Welcoming OIC’s statement in this regard, the spokesperson noted that terrifying rise in Islamophobia in India was consequence of majoritarian Hindutva agenda and anti-Muslim rife in Indian politics. She reiterated Pakistan’s concern about well-being of Kashmiri leaders and human rights defenders incarcerated in India and Illegally Occupied Jammu and Kashmir and impressed upon India to end suppression of journalists and human rights defenders. Responding to a question about remarks of Indian external affairs minister, the spokesperson said the remarks reflect Indian politicians’ unhealthy obsession with Pakistan after they failed to malign and isolate Pakistan at diplomatic front.

She said Indian politicians, in their anti-Pakistan rhetoric, very conveniently overlook the developments in their country where the social fabric has been ripped apart due to the extremist Hindutva ideology. To a question about latest attack of Israeli forces on Palestinians offering prayers in Al Aqsa mosque, Mumtaz Zahra Baloch said Pakistan condemns the attack and urges international community to take immediate action to end these inhuman actions against unarmed Palestinians.

She said this continuous pattern of Israeli oppression not only violates the religious freedom of Palestinians but also hurts religious sentiments of Muslims around the world. She said British Home Secretary Suella Braverman’s remarks on Pakistani men painted a “misleading picture signalling the intent to target and treat British-Pakistanis differently”. Earlier, Braverman came under fire for comments regarding British-Pakistani men. The home secretary during an interview with Sky News had said that British-Pakistani men “hold cultural values at odds with British values”.

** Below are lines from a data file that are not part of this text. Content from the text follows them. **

//! # tagged-cache
//!
//! A tag-indexed cache backend over Redis.
//!
//! ## Features
//!
//! - **Tags:** Attach tags to entries and invalidate them in bulk with `flush_by_tag`
//! - **Atomic:** Multi-key writes run in MULTI/EXEC transactions or Lua scripts
//! - **Freezable:** Freeze a cache to make it read-only and non-expiring until flushed
//! - **Iterable:** Walk every stored identifier with a rewindable cursor
//! - **Backend Agnostic:** Redis for production, an in-memory keyspace for tests
//! - **Observable:** Built-in logging and a metrics decorator
//!
//! ## Quick Start
//!
//! ```ignore
//! use tagged_cache::backend::{BackendOptions, CacheBackend, RedisBackend, RedisConfig, TaggableBackend};
//!
//! let options = BackendOptions::new("pages").with_default_lifetime(600);
//! let backend = RedisBackend::new(RedisConfig::default(), options).await?;
//!
//! backend.set("home", html, &["layout", "nav"], None).await?;
//! backend.set("about", html, &["layout"], Some(Duration::ZERO)).await?;
//!
//! // Layout changed: drop every page rendered with it.
//! let flushed = backend.flush_by_tag("layout").await?;
//! ```

#[macro_use]
extern crate log;

pub mod backend;
pub mod error;
pub mod key;
pub mod observability;

// Re-exports for convenience
pub use backend::{
    BackendOptions, CacheBackend, FreezableBackend, IterableBackend, RetryPolicy, TaggableBackend,
};
pub use error::{Error, Result};
pub use key::KeyBuilder;
pub use observability::{CacheMetrics, InstrumentedBackend};

/// Library version
pub const VERSION: &str = env!("CARGO_PKG_VERSION");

The UK minister was talking about plans to tackle child abuse when she singled out British-Pakistani men and said: “white English girls, sometimes in care, sometimes who are in challenging circumstances, being pursued and raped and drugged and harmed by gangs of British-Pakistani men who’ve worked in child abuse rings or networks.” The spokesperson while responding to Braverman’s remarks said she had “erroneously branded criminal behaviour of some individuals as a representation of the entire community”.

“She fails to take note of the systemic racism and ghettoization of communities and omits to recognised the tremendous cultural, economic and political contributions that British-Pakistanis continue to make in British society,” Mumtaz Zahra Baloch said. Alluding to Minister for Planning and Development Ahsan Iqbal’s visit to China, she said the Minister has expressed Pakistan’s desire to explore opportunities for shared growth of developing countries with investments to fill economic gaps.